Es ist ein Werk von aussergewöhnlicher Strenge, Dichtheit, Modernität und Beherrschung. Um nicht zu verkennen, begnügt sich Gerhardt nicht mit einer einfachen Beschreibung, sondern vertritt neue Ansichten, indem er insbesondere die Theorie der Radikale und das elektrochemische Prinzip kritisiert, die bis dahin von seinem berühmten Meister Justus Liebig vertreten wurden. Seine Kritik wird mit Feingefühl und Respekt geäussert. Er systematisierte die atomistische Notation und führte den grundlegenden Begriff der Klassifikation durch die Homologen Reihen ein, der später von vielen seiner ehemaligen Gegner übernommen wurde (und noch nicht vollständig, was wir damals kennen : die Klassifikation durch chemische Funktion, die dreissig Jahre später von Marcellin Berthelot eingeführt wurde). Es fehlt auch nicht an philosophischen Betrachtungen, die sich heute kein organischen Chemiker mehr erlauben würde : das Leben ist ein Gleichgewicht zwischen vitalen und chemischen Kräften und der Tod das Ergebnis eines Unfalls, der zu einem Ungleichgewicht und dem endgültigen Triumph der chemischen Kräfte in der Verwesung und deren Folgeerscheinungen führt.

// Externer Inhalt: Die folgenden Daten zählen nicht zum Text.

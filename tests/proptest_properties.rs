//! Property-based tests using proptest
//!
//! These tests check provider ordering, the outcome of a fetch cycle for
//! arbitrary provider behavior, and task list bookkeeping against randomized
//! inputs.

mod common;

use common::{text_provider, Reply, ScriptedTransport};
use fetchboard::fetch::{
    FetchOptions, FetchOutcome, Orchestrator, ProviderId, Resource, ValueSource,
};
use fetchboard::tasks::{MemoryStore, TaskList};
use proptest::prelude::*;
use std::sync::Arc;
use std::time::Duration;
use tokio_util::sync::CancellationToken;

/// How a scripted provider behaves on its single attempt
#[derive(Debug, Clone, Copy, PartialEq, Eq)]
enum Behavior {
    Succeeds,
    ServerError,
    NetworkError,
    Unparseable,
    TooSlow,
}

impl Behavior {
    fn reply(self, id: &str) -> Reply {
        match self {
            Behavior::Succeeds => Reply::ok(&format!("value from {}", id)),
            Behavior::ServerError => Reply::status(500),
            Behavior::NetworkError => Reply::network(),
            Behavior::Unparseable => Reply::ok("  "),
            Behavior::TooSlow => Reply::ok("late").after(Duration::from_secs(5)),
        }
    }
}

fn arb_behavior() -> impl Strategy<Value = Behavior> {
    prop_oneof![
        Just(Behavior::Succeeds),
        Just(Behavior::ServerError),
        Just(Behavior::NetworkError),
        Just(Behavior::Unparseable),
        Just(Behavior::TooSlow),
    ]
}

/// Providers as (rank, behavior) in declaration order
fn arb_providers() -> impl Strategy<Value = Vec<(Option<u32>, Behavior)>> {
    let rank = prop_oneof![0u32..4, Just(u32::MAX)];
    prop::collection::vec((prop::option::of(rank), arb_behavior()), 0..7)
}

fn provider_id(index: usize) -> String {
    format!("p{}", index)
}

/// Declaration indices in the order providers should be tried
fn expected_order(providers: &[(Option<u32>, Behavior)]) -> Vec<usize> {
    let mut order: Vec<usize> = (0..providers.len()).collect();
    order.sort_by_key(|&i| (providers[i].0.is_none(), providers[i].0));
    order
}

fn build_resource(providers: &[(Option<u32>, Behavior)]) -> Resource<String> {
    Resource::new(
        "prop",
        providers
            .iter()
            .enumerate()
            .map(|(i, (rank, _))| {
                let provider = text_provider(&provider_id(i));
                match rank {
                    Some(rank) => provider.with_rank(*rank),
                    None => provider,
                }
            })
            .collect(),
        "fallback".to_string(),
    )
}

proptest! {
    #![proptest_config(ProptestConfig::with_cases(64))]

    /// Ranked providers come first in ascending rank; ties and unranked
    /// providers keep declaration order
    #[test]
    fn resource_orders_by_rank(providers in arb_providers()) {
        let resource = build_resource(&providers);
        let actual: Vec<String> = resource
            .providers()
            .iter()
            .map(|p| p.id().to_string())
            .collect();
        let expected: Vec<String> = expected_order(&providers)
            .into_iter()
            .map(provider_id)
            .collect();

        prop_assert_eq!(actual, expected);
    }

    /// The value is the first succeeding provider's in order, or the
    /// fallback; providers after the winner are never contacted
    #[test]
    fn outcome_is_first_success_or_fallback(providers in arb_providers()) {
        let runtime = tokio::runtime::Builder::new_current_thread()
            .enable_all()
            .start_paused(true)
            .build()
            .unwrap();

        let transport = Arc::new(ScriptedTransport::new());
        for (i, (_, behavior)) in providers.iter().enumerate() {
            let id = provider_id(i);
            transport.script(&id, vec![behavior.reply(&id)]);
        }
        let orchestrator = Orchestrator::new(
            transport.clone(),
            FetchOptions::from_millis(1_000).unwrap(),
        );
        let resource = build_resource(&providers);

        let outcome = runtime.block_on(orchestrator.fetch_resource(
            &resource,
            orchestrator.options(),
            &CancellationToken::new(),
        )).unwrap();
        let state = orchestrator.snapshot(&resource).unwrap();

        let order = expected_order(&providers);
        let winner = order
            .iter()
            .position(|&i| providers[i].1 == Behavior::Succeeds);

        prop_assert!(!state.loading);
        prop_assert_eq!(state.revision, 1);
        match winner {
            Some(position) => {
                let id = provider_id(order[position]);
                prop_assert_eq!(outcome, FetchOutcome::Succeeded(ProviderId::new(id.clone())));
                prop_assert_eq!(&state.value, &format!("value from {}", id));
                prop_assert!(state.error.is_none());
                let contacted: Vec<String> =
                    order[..=position].iter().map(|&i| provider_id(i)).collect();
                prop_assert_eq!(transport.calls(), contacted);
            }
            None => {
                prop_assert_eq!(outcome, FetchOutcome::FallbackUsed);
                prop_assert_eq!(&state.value, "fallback");
                prop_assert_eq!(&state.source, &ValueSource::Fallback);
                let error = state.error.unwrap();
                prop_assert_eq!(error.failures.len(), providers.len());
                let failed: Vec<String> =
                    error.failures.iter().map(|f| f.provider.to_string()).collect();
                let all: Vec<String> = order.iter().map(|&i| provider_id(i)).collect();
                prop_assert_eq!(failed, all);
            }
        }
    }

    /// Adding keeps every non-blank text in order, ids stay unique
    #[test]
    fn add_task_keeps_non_blank_text(texts in prop::collection::vec("[ a-z]{0,12}", 0..20)) {
        let store = Arc::new(MemoryStore::new());
        let mut list = TaskList::load(store.clone(), "tasks").unwrap();

        for text in &texts {
            let added = list.add_task(text).unwrap();
            prop_assert_eq!(added.is_some(), !text.trim().is_empty());
        }

        let expected: Vec<&str> = texts
            .iter()
            .map(|t| t.trim())
            .filter(|t| !t.is_empty())
            .collect();
        let actual: Vec<&str> = list.tasks().iter().map(|t| t.text.as_str()).collect();
        prop_assert_eq!(&actual, &expected);

        let mut ids: Vec<&str> = list.tasks().iter().map(|t| t.id.as_str()).collect();
        ids.sort_unstable();
        ids.dedup();
        prop_assert_eq!(ids.len(), expected.len());
        prop_assert!(list.tasks().iter().all(|t| !t.complete));

        let reloaded = TaskList::load(store, "tasks").unwrap();
        prop_assert_eq!(reloaded.tasks(), list.tasks());
    }

    /// Toggling twice is a no-op; removing drops exactly one task
    #[test]
    fn toggle_and_remove_touch_only_their_task(
        count in 1usize..10,
        pick in any::<prop::sample::Index>(),
    ) {
        let mut list = TaskList::load(Arc::new(MemoryStore::new()), "tasks").unwrap();
        for i in 0..count {
            list.add_task(&format!("task {}", i)).unwrap();
        }
        let before = list.tasks().to_vec();
        let target = before[pick.index(count)].id.clone();

        prop_assert!(list.toggle_task(&target).unwrap());
        prop_assert!(list.get(&target).unwrap().complete);
        prop_assert!(list.toggle_task(&target).unwrap());
        prop_assert_eq!(list.tasks(), before.as_slice());

        prop_assert!(!list.toggle_task("no-such-id").unwrap());
        prop_assert!(list.remove_task(&target).unwrap());
        prop_assert!(!list.remove_task(&target).unwrap());
        prop_assert_eq!(list.tasks().len(), count - 1);
        prop_assert!(list.get(&target).is_none());
    }
}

Als deutsche und französische organische Chemiker aus einem gemeinsamen Handbuch zurückgriffen

Gerhardt verschwendete keine Zeit : er hatte gerade den Titel als « Maître en Pharmacie » an der « École supérieure de pharmacie » in Strassburg erlangt, im Alter von 25 Jahren, er veröffentlichte sein Buch ; nachher Professor an der « Faculté des Sciences » in Montpellier. 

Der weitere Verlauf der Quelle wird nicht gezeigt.